What is required: Each of the records that follow needs an exact reproduction.

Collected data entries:
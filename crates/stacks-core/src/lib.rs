pub mod chat_log;
pub mod client;
pub mod config;
pub mod controller;
pub mod identity;
pub mod profile;
pub mod storage;
pub mod view_model;

// Re-export main types for convenience
pub use chat_log::{new_session_id, ChatEntry, ChatLog, ChatSession};
pub use client::{AskBackend, AskClient, AskRequest};
pub use config::Config;
pub use controller::{ConversationController, ConversationState, SendOutcome, SubmitError};
pub use identity::{get_or_create_user_id, UserId};
pub use profile::{ProfileError, ProfileStore, UserProfile};
pub use storage::{FileStore, KeyValueStore, MemoryStore, SharedStore};
pub use view_model::{messages_from_entries, ChatMessage, ChatRole, ConversationView};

Result for this task:
filename crates/stacks-core/src/lib.rs
pub mod chat_log;
pub mod client;
pub mod config;
pub mod controller;
pub mod identity;
pub mod profile;
pub mod storage;
pub mod view_model;

// Re-export main types for convenience
pub use chat_log::{new_session_id, ChatEntry, ChatLog, ChatSession};
pub use client::{AskBackend, AskClient, AskRequest};
pub use config::Config;
pub use controller::{ConversationController, ConversationState, SendOutcome, SubmitError};
pub use identity::{get_or_create_user_id, UserId};
pub use profile::{ProfileError, ProfileStore, UserProfile};
pub use storage::{FileStore, KeyValueStore, MemoryStore, SharedStore};
pub use view_model::{messages_from_entries, ChatMessage, ChatRole, ConversationView};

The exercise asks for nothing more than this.